The Meantime
by Noelle Leslie dela Cruz
art: Claude Monet’s “Impression, sunrise.” 1872. Oil on canvas. Musée Marmottan Monet, Paris, France.
When night’s retreating hair
slipped through the love-damp fingers
of dawn, you knew you wanted
to be a recorder of nuance, as when Monet,
looking out his window, committed the moment
to orange. You wanted proof
of how one tint bleeds into another
but the brushstrokes are jarring
the way someone leaves in the middle of a lecture,
reverie ends with the sound of clapping
and pigeons are startled into flight. You see,
abruptness is the illusion. If you look hard enough,
you can imagine the bridge where then
becomes now. For example when you notice
the season has turned, or the coffee has cooled.

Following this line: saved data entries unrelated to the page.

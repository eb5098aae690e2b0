//! Core FBRB archive operations

use std::fs::File;
use std::io::{BufWriter, Write};
use std::path::{Component, Path, PathBuf};

use super::{
    ARCHIVE_EXTENSION, DEFAULT_COMPRESSION_LEVEL, FOLDER_SUFFIX, FbrbEntry, FbrbPhase,
    FbrbProgress, FbrbReader, FbrbWriter, ProgressCallback,
};
use crate::error::{Error, Result};
use crate::utils::long_path;

/// Options for unpacking an archive
#[derive(Debug, Clone, Default)]
pub struct ExtractOptions {
    /// Target folder; defaults to `<archive stem> FbRB` next to the archive
    pub destination: Option<PathBuf>,
    /// Stage the decompressed payload in a temp file instead of memory
    pub use_temp_file: bool,
}

/// Options for packing a folder
#[derive(Debug, Clone)]
pub struct CreateOptions {
    /// Output archive; defaults to the folder name without ` FbRB` plus `.fbrb`
    pub output: Option<PathBuf>,
    /// Payload gzip level (0 = stored)
    pub compression_level: u32,
    /// Stage the payload in a temp file instead of memory
    pub use_temp_file: bool,
}

impl Default for CreateOptions {
    fn default() -> Self {
        Self {
            output: None,
            compression_level: DEFAULT_COMPRESSION_LEVEL,
            use_temp_file: true,
        }
    }
}

/// High-level FBRB archive operations.
pub struct FbrbOperations;

impl FbrbOperations {
    /// Unpack an archive next to itself into `<stem> FbRB`
    ///
    /// Returns the folder the files were written to.
    ///
    /// # Errors
    ///
    /// Returns [`Error::NotAnArchive`] if the path does not end with `.fbrb`.
    /// Returns [`Error::InvalidFbrbMagic`] if the file is not an FBRB archive.
    /// Returns [`Error::ExtractionPartialFailure`] if some entries could not be written.
    ///
    /// [`Error::NotAnArchive`]: crate::Error::NotAnArchive
    /// [`Error::InvalidFbrbMagic`]: crate::Error::InvalidFbrbMagic
    /// [`Error::ExtractionPartialFailure`]: crate::Error::ExtractionPartialFailure
    pub fn extract<P: AsRef<Path>>(archive: P) -> Result<PathBuf> {
        Self::extract_with_options(archive, &ExtractOptions::default(), &|_| {})
    }

    /// Unpack an archive with options and progress callback
    ///
    /// # Errors
    ///
    /// Same as [`FbrbOperations::extract`].
    pub fn extract_with_options<P: AsRef<Path>>(
        archive: P,
        options: &ExtractOptions,
        progress: ProgressCallback,
    ) -> Result<PathBuf> {
        let archive = archive.as_ref();
        if !is_archive_path(archive) {
            return Err(Error::NotAnArchive(archive.to_path_buf()));
        }

        let destination = options
            .destination
            .clone()
            .unwrap_or_else(|| default_extraction_folder(archive));

        progress(&FbrbProgress::with_file(
            FbrbPhase::ReadingHeader,
            1,
            1,
            archive.to_string_lossy(),
        ));
        let reader = FbrbReader::open(long_path(archive))?;
        tracing::info!(
            "Unpacking {} ({} files) to {}",
            archive.display(),
            reader.entries().len(),
            destination.display()
        );

        progress(&FbrbProgress::new(FbrbPhase::StagingPayload, 1, 1));
        let (header, mut payload) = reader.stage_payload(options.use_temp_file)?;

        std::fs::create_dir_all(long_path(&destination))?;

        let total = header.entries.len();
        let mut failed = 0;
        let mut first_error: Option<String> = None;

        for (i, entry) in header.entries.iter().enumerate() {
            progress(&FbrbProgress::with_file(
                FbrbPhase::WritingFiles,
                i + 1,
                total,
                entry.name.as_str(),
            ));

            let result = entry_destination(&destination, entry).and_then(|out_path| {
                if let Some(parent) = out_path.parent() {
                    std::fs::create_dir_all(parent)?;
                }
                let mut out = BufWriter::new(File::create(&out_path)?);
                payload.copy_entry(entry, &mut out)?;
                out.flush()?;
                Ok(())
            });

            if let Err(e) = result {
                tracing::warn!("Failed to extract {}: {e}", entry.name);
                failed += 1;
                if first_error.is_none() {
                    first_error = Some(format!("{}: {e}", entry.name));
                }
            }
        }

        progress(&FbrbProgress::new(FbrbPhase::Complete, total, total));

        if let Some(first_error) = first_error {
            return Err(Error::ExtractionPartialFailure {
                total,
                failed,
                first_error,
            });
        }

        tracing::info!("Unpacked {total} files");
        Ok(destination)
    }

    /// Pack an extracted ` FbRB` folder back into an archive
    ///
    /// Returns the path of the written archive.
    ///
    /// # Errors
    ///
    /// Returns [`Error::NotAnArchiveFolder`] if the folder name does not end with ` FbRB`.
    /// Returns [`Error::FbrbTooLarge`] if the content exceeds the format's 32-bit limits.
    ///
    /// [`Error::NotAnArchiveFolder`]: crate::Error::NotAnArchiveFolder
    /// [`Error::FbrbTooLarge`]: crate::Error::FbrbTooLarge
    pub fn create<P: AsRef<Path>>(folder: P) -> Result<PathBuf> {
        Self::create_with_options(folder, &CreateOptions::default(), &|_| {})
    }

    /// Pack a folder with options and progress callback
    ///
    /// # Errors
    ///
    /// Same as [`FbrbOperations::create`].
    pub fn create_with_options<P: AsRef<Path>>(
        folder: P,
        options: &CreateOptions,
        progress: ProgressCallback,
    ) -> Result<PathBuf> {
        let folder = folder.as_ref();
        if !is_archive_folder(folder) {
            return Err(Error::NotAnArchiveFolder(folder.to_path_buf()));
        }

        let output = match &options.output {
            Some(output) if is_archive_path(output) => output.clone(),
            Some(output) => {
                let mut name = output.as_os_str().to_os_string();
                name.push(".");
                name.push(ARCHIVE_EXTENSION);
                PathBuf::from(name)
            }
            None => default_archive_path(folder)
                .ok_or_else(|| Error::NotAnArchiveFolder(folder.to_path_buf()))?,
        };

        progress(&FbrbProgress::with_file(
            FbrbPhase::ScanningFiles,
            0,
            0,
            folder.to_string_lossy(),
        ));
        let writer = FbrbWriter::new(long_path(folder))?
            .with_compression_level(options.compression_level)
            .with_temp_file(options.use_temp_file);

        if writer.skipped_count() > 0 {
            tracing::info!(
                "Skipping {} files with unknown extensions",
                writer.skipped_count()
            );
        }

        writer.write_with_progress(long_path(&output), progress)?;
        Ok(output)
    }

    /// List the file table of an archive without unpacking it
    ///
    /// # Errors
    /// Returns an error if the archive cannot be opened or its header is invalid.
    pub fn list<P: AsRef<Path>>(archive: P) -> Result<Vec<FbrbEntry>> {
        let reader = FbrbReader::open(long_path(archive))?;
        Ok(reader.entries().to_vec())
    }

    /// Read a single file out of an archive by its stored name
    ///
    /// # Errors
    /// Returns [`Error::InvalidPath`] if no entry has that name.
    ///
    /// [`Error::InvalidPath`]: crate::Error::InvalidPath
    pub fn read_file_bytes<P: AsRef<Path>>(archive: P, name: &str) -> Result<Vec<u8>> {
        let reader = FbrbReader::open(long_path(archive))?;
        let entry = reader
            .entries()
            .iter()
            .find(|e| e.name.eq_ignore_ascii_case(name))
            .cloned()
            .ok_or_else(|| Error::InvalidPath(format!("{name} not found in archive")))?;

        let (_, mut payload) = reader.stage_payload(false)?;
        payload.read_entry(&entry)
    }
}

/// Resolve where an entry lands inside `destination`, rejecting paths that
/// would escape it.
fn entry_destination(destination: &Path, entry: &FbrbEntry) -> Result<PathBuf> {
    let relative = entry.extracted_path();
    let safe = relative
        .components()
        .all(|component| matches!(component, Component::Normal(_)));
    if !safe || relative.as_os_str().is_empty() {
        return Err(Error::UnsafeEntryPath(entry.name.clone()));
    }
    Ok(long_path(destination.join(relative)))
}

/// Folder an archive unpacks to by default: `<dir>/<stem> FbRB`
pub fn default_extraction_folder<P: AsRef<Path>>(archive: P) -> PathBuf {
    let archive = archive.as_ref();
    let stem = archive
        .file_stem()
        .map(|s| s.to_string_lossy().to_string())
        .unwrap_or_default();
    archive.with_file_name(format!("{stem}{FOLDER_SUFFIX}"))
}

/// Archive a ` FbRB` folder packs to by default, or `None` for other folders
pub fn default_archive_path<P: AsRef<Path>>(folder: P) -> Option<PathBuf> {
    let folder = folder.as_ref();
    let name = folder.file_name()?.to_string_lossy();
    let stem = name.strip_suffix(FOLDER_SUFFIX)?;
    Some(folder.with_file_name(format!("{stem}.{ARCHIVE_EXTENSION}")))
}

/// Returns true if the path carries the `.fbrb` extension (any case)
pub fn is_archive_path<P: AsRef<Path>>(path: P) -> bool {
    path.as_ref()
        .extension()
        .is_some_and(|ext| ext.eq_ignore_ascii_case(ARCHIVE_EXTENSION))
}

/// Returns true if the path names a folder ending with ` FbRB`
pub fn is_archive_folder<P: AsRef<Path>>(path: P) -> bool {
    let path = path.as_ref();
    path.is_dir()
        && path
            .file_name()
            .is_some_and(|name| name.to_string_lossy().ends_with(FOLDER_SUFFIX))
}

#[cfg(test)]
mod tests {
    use super::*;

    #[test]
    fn test_default_paths() {
        assert_eq!(
            default_extraction_folder("/game/levels/mp_001.fbrb"),
            PathBuf::from("/game/levels/mp_001 FbRB")
        );
        assert_eq!(
            default_archive_path("/game/levels/mp_001 FbRB"),
            Some(PathBuf::from("/game/levels/mp_001.fbrb"))
        );
        assert_eq!(default_archive_path("/game/levels/mp_001"), None);
    }

    #[test]
    fn test_is_archive_path() {
        assert!(is_archive_path("a/b.fbrb"));
        assert!(is_archive_path("a/B.FBRB"));
        assert!(!is_archive_path("a/b.dbx"));
    }

    #[test]
    fn test_entry_destination_rejects_traversal() {
        let entry = FbrbEntry {
            name: "../../evil.dbx".to_string(),
            type_name: super::super::NON_RESOURCE.to_string(),
            flags: 0,
            payload_offset: 0,
            size: 0,
            stored_size: 0,
        };
        assert!(matches!(
            entry_destination(Path::new("/tmp/out FbRB"), &entry),
            Err(Error::UnsafeEntryPath(_))
        ));
    }

    #[test]
    fn test_extract_rejects_wrong_extension() {
        let dir = tempfile::tempdir().unwrap();
        let path = dir.path().join("archive.zip");
        std::fs::write(&path, b"FbRB").unwrap();
        assert!(matches!(
            FbrbOperations::extract(&path),
            Err(Error::NotAnArchive(_))
        ));
    }

    #[test]
    fn test_create_and_extract_round_trip() {
        let dir = tempfile::tempdir().unwrap();
        let folder = dir.path().join("ui FbRB");
        std::fs::create_dir_all(folder.join("menu")).unwrap();
        std::fs::write(folder.join("menu/logo.itexture"), b"texture bytes").unwrap();
        std::fs::write(folder.join("menu/screen.dbx"), b"{binary}...").unwrap();
        std::fs::write(folder.join("menu/old.dbxdeleted"), b"").unwrap();

        for level in [0, 1, 6] {
            let options = CreateOptions {
                compression_level: level,
                use_temp_file: level == 6,
                ..CreateOptions::default()
            };
            let archive =
                FbrbOperations::create_with_options(&folder, &options, &|_| {}).unwrap();
            assert_eq!(archive, dir.path().join("ui.fbrb"));

            let entries = FbrbOperations::list(&archive).unwrap();
            let names: Vec<_> = entries.iter().map(|e| e.name.as_str()).collect();
            assert_eq!(names, ["menu/logo.res", "menu/old.dbx", "menu/screen.dbx"]);
            assert!(entries[1].is_deleted());
            assert_eq!(entries[1].flags, 0);

            let out = dir.path().join(format!("out{level} FbRB"));
            let options = ExtractOptions {
                destination: Some(out.clone()),
                use_temp_file: level == 1,
            };
            FbrbOperations::extract_with_options(&archive, &options, &|_| {}).unwrap();

            assert_eq!(
                std::fs::read(out.join("menu/logo.itexture")).unwrap(),
                b"texture bytes"
            );
            assert_eq!(std::fs::read(out.join("menu/screen.dbx")).unwrap(), b"{binary}...");
            assert!(out.join("menu/old.dbxdeleted").is_file());
        }
    }

    #[test]
    fn test_read_file_bytes() {
        let dir = tempfile::tempdir().unwrap();
        let folder = dir.path().join("common FbRB");
        std::fs::create_dir_all(&folder).unwrap();
        std::fs::write(folder.join("a.bin"), b"first").unwrap();
        std::fs::write(folder.join("b.wave"), b"second").unwrap();

        let archive = FbrbOperations::create(&folder).unwrap();
        assert_eq!(FbrbOperations::read_file_bytes(&archive, "b.res").unwrap(), b"second");
        assert!(matches!(
            FbrbOperations::read_file_bytes(&archive, "missing.res"),
            Err(Error::InvalidPath(_))
        ));
    }
}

Revenge of the forgotten, you think, or whatever
is missed when you are absorbed in one thing.
When Monet painted the sunrise,
he wasn’t thinking of sunset, slices of time when light
is identical. He wanted water and shipyard emerging
from the mist, expecting the inevitable. Meanwhile
ambiguity stole in, the way a word is not what it is
and you wonder at the meaning of applause.
Agreement or relief. Love or fear. Beginning or end.
All there is is an impression of in-between.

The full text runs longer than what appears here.